■ Activity:
Report every line of the records that includes the word "field".

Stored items
⟨
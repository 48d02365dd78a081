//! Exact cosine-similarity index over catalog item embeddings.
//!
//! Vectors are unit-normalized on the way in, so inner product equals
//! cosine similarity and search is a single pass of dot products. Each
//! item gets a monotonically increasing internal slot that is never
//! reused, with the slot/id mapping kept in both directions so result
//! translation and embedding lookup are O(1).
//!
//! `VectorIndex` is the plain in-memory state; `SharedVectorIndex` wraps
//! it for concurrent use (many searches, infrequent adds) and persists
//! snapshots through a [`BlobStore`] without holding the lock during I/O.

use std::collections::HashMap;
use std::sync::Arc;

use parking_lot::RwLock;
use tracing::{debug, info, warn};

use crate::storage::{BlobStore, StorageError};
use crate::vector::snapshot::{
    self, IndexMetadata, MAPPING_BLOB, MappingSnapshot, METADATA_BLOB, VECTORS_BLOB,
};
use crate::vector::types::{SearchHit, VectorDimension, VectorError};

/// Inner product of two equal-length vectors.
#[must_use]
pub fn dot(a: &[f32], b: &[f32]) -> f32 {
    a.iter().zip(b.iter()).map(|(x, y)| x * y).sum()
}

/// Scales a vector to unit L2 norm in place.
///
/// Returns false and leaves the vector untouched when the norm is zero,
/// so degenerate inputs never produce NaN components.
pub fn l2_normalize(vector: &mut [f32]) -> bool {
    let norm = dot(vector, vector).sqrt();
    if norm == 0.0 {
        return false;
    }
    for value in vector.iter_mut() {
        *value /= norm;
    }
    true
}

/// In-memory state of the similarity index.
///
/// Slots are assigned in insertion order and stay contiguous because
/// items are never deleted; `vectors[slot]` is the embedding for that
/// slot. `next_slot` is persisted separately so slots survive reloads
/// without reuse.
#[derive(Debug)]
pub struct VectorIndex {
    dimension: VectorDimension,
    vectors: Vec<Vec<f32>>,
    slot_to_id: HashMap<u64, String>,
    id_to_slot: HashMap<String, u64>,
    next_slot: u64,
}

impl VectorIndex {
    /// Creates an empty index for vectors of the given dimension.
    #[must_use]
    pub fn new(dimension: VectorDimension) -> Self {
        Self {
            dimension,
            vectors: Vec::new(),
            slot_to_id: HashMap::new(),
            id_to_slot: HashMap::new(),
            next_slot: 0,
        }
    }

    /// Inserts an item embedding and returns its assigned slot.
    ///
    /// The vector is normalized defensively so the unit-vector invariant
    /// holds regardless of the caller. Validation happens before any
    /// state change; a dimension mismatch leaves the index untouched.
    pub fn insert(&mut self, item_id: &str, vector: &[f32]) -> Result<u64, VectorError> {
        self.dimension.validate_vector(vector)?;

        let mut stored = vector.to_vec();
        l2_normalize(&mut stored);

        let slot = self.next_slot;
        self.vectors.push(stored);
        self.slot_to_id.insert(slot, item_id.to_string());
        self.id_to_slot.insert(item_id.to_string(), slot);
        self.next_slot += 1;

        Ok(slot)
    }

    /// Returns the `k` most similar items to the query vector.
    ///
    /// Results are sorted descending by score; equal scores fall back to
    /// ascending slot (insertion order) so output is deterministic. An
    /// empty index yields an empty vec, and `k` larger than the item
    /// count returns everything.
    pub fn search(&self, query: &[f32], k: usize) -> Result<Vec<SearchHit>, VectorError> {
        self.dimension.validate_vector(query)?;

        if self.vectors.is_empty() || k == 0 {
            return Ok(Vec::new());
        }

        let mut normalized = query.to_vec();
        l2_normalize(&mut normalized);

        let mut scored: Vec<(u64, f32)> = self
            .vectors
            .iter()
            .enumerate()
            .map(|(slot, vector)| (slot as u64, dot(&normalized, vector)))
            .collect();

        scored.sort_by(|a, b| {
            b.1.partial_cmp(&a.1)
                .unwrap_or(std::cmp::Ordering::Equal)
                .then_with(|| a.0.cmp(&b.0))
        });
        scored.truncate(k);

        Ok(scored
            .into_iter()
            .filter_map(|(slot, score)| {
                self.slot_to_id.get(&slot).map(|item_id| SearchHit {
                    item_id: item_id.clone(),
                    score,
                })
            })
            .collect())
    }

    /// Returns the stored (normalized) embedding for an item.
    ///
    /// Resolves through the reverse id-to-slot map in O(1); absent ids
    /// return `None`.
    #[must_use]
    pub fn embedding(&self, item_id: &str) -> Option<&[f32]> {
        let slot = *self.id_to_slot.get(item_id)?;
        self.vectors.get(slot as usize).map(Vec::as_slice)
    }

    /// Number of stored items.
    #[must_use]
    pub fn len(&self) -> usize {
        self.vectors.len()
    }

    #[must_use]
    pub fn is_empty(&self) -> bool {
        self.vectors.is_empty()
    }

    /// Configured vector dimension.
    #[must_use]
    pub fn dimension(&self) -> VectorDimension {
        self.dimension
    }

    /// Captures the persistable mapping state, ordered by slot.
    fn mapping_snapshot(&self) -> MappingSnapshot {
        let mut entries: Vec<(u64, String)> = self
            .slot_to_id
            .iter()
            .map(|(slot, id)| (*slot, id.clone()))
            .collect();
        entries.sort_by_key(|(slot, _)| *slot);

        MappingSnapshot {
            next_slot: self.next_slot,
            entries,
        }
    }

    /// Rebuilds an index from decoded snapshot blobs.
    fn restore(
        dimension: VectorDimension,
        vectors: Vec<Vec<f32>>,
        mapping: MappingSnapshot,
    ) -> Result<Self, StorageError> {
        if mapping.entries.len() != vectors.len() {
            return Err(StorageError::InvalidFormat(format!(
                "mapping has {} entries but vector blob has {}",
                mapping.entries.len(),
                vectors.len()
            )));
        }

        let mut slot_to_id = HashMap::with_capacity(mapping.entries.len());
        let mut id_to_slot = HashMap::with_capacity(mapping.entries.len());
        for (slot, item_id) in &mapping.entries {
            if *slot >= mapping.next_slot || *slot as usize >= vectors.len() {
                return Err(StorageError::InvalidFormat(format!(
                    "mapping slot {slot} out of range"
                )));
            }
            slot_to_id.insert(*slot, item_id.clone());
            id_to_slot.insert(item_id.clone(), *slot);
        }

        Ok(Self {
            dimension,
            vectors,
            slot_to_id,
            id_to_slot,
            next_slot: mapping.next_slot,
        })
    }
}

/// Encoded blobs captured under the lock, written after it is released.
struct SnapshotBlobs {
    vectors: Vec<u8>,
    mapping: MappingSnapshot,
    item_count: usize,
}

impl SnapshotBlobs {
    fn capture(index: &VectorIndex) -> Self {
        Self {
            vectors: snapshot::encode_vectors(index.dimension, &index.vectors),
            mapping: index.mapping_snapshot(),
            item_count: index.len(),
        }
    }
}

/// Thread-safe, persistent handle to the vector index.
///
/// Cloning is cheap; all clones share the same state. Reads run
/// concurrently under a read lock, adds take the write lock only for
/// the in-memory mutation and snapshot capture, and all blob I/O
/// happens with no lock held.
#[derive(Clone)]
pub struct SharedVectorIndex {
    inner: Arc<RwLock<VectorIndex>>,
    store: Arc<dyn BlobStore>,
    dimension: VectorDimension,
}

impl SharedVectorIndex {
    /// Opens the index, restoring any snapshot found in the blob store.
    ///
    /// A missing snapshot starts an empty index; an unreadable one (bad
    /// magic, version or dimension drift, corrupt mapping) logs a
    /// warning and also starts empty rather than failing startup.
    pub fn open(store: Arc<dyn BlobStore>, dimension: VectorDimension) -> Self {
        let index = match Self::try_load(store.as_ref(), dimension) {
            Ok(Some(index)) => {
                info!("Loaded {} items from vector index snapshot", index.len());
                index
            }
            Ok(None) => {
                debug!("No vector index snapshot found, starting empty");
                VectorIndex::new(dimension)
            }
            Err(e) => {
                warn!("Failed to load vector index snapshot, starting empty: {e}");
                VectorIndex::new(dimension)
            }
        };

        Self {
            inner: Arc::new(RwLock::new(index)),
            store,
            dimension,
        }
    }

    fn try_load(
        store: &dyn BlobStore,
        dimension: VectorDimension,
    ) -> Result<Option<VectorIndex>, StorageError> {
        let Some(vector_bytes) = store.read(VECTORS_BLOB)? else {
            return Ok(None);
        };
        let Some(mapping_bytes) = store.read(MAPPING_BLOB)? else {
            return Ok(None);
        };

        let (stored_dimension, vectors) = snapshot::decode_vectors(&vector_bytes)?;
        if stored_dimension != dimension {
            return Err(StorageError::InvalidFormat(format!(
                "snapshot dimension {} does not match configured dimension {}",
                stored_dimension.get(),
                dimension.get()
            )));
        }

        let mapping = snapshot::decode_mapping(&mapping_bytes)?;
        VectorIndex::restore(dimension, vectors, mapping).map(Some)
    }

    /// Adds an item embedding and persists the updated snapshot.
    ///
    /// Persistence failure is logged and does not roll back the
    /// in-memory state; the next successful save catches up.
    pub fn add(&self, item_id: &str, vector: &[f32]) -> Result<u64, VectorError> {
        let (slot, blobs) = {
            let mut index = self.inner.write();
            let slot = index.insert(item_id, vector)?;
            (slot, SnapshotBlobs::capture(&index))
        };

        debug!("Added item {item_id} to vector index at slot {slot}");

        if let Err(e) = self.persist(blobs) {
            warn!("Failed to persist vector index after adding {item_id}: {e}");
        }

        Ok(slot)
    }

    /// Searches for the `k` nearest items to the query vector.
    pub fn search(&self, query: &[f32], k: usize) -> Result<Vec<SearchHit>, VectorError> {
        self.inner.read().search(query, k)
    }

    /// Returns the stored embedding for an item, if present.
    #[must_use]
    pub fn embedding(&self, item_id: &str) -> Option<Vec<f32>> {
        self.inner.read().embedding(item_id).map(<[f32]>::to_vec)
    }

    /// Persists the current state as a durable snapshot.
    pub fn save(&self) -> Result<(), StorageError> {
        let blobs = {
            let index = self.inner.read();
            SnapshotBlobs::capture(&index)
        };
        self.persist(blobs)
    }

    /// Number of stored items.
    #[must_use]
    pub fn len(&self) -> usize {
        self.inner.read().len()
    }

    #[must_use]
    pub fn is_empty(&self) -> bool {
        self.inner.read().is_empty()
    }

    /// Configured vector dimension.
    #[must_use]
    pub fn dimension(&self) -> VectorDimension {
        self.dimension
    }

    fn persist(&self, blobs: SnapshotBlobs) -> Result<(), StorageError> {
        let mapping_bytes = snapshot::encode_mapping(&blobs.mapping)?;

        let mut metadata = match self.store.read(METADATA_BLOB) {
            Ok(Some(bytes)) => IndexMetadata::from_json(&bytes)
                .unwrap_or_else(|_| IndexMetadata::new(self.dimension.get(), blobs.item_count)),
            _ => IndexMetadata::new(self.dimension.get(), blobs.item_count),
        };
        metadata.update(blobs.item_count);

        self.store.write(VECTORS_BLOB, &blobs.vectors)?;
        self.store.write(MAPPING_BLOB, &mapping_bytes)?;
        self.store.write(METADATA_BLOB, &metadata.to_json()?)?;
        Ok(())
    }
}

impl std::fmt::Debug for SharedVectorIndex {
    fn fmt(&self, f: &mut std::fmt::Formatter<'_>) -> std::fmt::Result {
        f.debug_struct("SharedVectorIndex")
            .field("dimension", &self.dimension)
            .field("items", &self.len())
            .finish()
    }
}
⟩
⟨
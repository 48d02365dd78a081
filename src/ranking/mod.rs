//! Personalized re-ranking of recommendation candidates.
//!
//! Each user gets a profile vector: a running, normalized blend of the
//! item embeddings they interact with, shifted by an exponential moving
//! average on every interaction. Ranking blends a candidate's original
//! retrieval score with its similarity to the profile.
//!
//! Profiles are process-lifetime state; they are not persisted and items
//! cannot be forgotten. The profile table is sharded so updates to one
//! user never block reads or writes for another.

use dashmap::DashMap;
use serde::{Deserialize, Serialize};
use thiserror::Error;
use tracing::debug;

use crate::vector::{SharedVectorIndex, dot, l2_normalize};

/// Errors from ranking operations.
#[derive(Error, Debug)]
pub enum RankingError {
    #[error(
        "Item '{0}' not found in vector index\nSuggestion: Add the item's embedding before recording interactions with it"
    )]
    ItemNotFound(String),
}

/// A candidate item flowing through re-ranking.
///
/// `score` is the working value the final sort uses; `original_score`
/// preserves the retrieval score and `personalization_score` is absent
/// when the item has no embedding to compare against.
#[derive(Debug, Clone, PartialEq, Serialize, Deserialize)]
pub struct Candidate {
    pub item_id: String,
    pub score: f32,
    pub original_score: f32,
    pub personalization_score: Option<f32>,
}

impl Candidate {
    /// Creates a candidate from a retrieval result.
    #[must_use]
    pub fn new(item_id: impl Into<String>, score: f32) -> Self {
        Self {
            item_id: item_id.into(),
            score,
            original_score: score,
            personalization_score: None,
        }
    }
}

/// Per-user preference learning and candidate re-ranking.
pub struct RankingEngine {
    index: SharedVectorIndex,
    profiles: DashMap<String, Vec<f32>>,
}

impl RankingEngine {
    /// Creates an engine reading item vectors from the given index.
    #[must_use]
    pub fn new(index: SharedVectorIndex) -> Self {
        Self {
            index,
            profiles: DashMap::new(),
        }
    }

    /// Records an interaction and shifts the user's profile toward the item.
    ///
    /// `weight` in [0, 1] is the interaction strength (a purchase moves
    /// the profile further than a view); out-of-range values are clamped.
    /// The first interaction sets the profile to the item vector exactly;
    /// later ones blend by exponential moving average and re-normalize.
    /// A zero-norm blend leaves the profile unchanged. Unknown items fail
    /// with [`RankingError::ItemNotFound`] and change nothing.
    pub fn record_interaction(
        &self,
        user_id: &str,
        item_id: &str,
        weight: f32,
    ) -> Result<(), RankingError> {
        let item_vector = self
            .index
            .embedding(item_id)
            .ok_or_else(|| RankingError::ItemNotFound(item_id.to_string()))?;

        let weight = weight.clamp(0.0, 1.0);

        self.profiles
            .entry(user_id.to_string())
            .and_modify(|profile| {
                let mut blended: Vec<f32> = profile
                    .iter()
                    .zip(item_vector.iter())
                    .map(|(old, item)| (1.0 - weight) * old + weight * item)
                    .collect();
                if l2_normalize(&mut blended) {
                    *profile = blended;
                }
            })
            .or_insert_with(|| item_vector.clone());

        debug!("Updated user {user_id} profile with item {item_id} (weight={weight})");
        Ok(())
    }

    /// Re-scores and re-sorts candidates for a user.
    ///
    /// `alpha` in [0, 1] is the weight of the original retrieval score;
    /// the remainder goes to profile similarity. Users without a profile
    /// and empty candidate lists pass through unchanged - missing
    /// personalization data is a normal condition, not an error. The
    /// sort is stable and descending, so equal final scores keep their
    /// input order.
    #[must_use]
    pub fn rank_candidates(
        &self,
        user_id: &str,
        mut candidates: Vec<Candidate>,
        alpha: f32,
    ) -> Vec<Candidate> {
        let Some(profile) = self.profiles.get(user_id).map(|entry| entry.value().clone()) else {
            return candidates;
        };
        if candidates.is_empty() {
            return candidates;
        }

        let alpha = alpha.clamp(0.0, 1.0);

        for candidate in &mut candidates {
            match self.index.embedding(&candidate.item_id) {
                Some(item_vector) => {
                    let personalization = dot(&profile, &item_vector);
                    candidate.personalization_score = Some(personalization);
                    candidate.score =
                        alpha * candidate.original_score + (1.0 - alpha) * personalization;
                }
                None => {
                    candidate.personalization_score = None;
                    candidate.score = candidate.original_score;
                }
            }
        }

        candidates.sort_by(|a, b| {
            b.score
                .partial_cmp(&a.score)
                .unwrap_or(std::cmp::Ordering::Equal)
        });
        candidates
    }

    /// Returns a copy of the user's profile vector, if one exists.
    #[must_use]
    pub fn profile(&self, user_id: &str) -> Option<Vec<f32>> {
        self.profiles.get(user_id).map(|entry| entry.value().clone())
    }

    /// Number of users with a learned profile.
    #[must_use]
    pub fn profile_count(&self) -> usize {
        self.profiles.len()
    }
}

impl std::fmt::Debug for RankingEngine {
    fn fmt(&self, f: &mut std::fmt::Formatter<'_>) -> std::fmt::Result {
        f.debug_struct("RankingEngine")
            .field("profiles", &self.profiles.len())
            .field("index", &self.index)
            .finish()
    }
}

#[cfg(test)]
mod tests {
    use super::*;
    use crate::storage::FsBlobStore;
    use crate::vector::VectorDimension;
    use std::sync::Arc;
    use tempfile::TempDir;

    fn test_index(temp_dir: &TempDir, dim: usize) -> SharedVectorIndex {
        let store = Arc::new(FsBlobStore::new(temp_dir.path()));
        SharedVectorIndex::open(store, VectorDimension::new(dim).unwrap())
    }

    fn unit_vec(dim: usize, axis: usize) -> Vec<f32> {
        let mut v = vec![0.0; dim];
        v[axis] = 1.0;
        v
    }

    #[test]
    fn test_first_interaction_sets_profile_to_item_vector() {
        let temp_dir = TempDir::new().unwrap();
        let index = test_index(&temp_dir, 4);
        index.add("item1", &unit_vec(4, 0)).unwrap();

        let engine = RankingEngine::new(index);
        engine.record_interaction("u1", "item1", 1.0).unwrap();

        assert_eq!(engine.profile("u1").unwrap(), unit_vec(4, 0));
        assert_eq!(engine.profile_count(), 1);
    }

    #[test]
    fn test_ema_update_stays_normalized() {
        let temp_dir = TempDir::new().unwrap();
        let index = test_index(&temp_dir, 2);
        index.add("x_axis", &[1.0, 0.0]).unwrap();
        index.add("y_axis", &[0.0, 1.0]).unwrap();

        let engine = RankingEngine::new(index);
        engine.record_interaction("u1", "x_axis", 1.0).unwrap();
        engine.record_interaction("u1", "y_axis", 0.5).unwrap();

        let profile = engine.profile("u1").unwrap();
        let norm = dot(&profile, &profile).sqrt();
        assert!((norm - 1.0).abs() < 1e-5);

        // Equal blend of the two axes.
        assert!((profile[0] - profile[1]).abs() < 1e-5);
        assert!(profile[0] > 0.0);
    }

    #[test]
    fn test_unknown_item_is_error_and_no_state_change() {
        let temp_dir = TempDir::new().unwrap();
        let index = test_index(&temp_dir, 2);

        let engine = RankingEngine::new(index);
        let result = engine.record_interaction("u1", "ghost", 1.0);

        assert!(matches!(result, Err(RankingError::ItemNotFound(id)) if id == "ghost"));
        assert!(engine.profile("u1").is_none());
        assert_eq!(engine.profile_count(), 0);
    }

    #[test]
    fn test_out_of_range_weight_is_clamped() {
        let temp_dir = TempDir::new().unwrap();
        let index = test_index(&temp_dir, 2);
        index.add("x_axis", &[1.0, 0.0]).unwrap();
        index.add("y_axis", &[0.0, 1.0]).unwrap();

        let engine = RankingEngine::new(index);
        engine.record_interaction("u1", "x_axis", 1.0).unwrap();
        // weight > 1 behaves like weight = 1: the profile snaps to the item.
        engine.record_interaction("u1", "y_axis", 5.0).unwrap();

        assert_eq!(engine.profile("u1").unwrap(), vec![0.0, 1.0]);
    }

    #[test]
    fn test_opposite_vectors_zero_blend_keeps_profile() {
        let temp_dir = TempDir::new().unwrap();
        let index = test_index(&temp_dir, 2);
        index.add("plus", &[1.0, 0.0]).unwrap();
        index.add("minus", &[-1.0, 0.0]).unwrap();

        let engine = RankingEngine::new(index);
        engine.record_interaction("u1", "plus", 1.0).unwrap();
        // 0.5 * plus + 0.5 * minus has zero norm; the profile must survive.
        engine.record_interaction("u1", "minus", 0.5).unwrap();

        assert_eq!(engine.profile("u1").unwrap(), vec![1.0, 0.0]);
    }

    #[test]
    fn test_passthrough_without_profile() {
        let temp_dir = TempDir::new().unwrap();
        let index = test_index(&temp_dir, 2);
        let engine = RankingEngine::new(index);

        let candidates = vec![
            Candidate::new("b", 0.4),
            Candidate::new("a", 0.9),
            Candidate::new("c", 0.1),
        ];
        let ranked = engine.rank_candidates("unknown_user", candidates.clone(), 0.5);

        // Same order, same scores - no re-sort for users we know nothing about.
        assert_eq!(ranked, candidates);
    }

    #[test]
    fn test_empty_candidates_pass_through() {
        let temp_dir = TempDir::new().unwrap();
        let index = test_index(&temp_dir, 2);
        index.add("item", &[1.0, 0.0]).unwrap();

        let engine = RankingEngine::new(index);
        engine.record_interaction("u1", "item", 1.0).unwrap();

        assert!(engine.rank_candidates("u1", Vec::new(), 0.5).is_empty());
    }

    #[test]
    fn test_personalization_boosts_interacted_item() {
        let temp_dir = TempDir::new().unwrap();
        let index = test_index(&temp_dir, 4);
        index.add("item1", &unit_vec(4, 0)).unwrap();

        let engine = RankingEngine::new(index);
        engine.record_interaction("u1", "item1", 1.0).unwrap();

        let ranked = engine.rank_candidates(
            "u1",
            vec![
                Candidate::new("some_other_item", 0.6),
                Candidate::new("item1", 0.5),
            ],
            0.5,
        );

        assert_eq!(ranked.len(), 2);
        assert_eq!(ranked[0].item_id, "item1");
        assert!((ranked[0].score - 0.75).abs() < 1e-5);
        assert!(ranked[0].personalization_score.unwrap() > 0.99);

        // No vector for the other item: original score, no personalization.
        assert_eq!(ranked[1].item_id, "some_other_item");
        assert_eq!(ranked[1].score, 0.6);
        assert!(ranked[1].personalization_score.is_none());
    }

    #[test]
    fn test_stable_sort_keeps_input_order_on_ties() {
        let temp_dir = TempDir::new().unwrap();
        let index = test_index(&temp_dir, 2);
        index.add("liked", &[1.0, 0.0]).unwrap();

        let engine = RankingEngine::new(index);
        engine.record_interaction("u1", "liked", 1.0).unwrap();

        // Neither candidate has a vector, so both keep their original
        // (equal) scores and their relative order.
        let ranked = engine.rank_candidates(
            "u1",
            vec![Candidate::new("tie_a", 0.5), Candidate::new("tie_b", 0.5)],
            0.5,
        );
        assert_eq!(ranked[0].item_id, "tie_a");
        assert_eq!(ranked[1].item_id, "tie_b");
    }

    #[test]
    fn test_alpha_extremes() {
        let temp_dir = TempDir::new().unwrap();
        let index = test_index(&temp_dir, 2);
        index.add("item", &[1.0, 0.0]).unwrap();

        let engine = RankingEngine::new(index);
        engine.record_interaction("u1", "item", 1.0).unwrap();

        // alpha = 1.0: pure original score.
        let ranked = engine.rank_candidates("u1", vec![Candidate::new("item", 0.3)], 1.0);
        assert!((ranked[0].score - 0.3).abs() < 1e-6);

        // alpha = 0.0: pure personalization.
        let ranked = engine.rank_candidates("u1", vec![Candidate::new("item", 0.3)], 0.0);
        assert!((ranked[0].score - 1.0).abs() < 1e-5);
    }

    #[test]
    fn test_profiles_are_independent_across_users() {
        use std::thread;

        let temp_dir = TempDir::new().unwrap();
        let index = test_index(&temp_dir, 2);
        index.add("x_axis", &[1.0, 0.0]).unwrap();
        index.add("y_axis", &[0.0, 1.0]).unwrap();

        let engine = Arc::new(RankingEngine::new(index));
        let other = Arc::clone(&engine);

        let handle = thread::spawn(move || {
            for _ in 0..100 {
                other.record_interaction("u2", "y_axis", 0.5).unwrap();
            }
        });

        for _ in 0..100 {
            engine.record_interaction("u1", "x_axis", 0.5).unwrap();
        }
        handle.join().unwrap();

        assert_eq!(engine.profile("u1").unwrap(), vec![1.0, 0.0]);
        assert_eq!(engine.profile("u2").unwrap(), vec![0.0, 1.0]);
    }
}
⟩
■ Written answer:
            .field("dimension", &self.dimension)
            .field("items", &self.len())
            .field("profiles", &self.profiles.len())
            .field("index", &self.index)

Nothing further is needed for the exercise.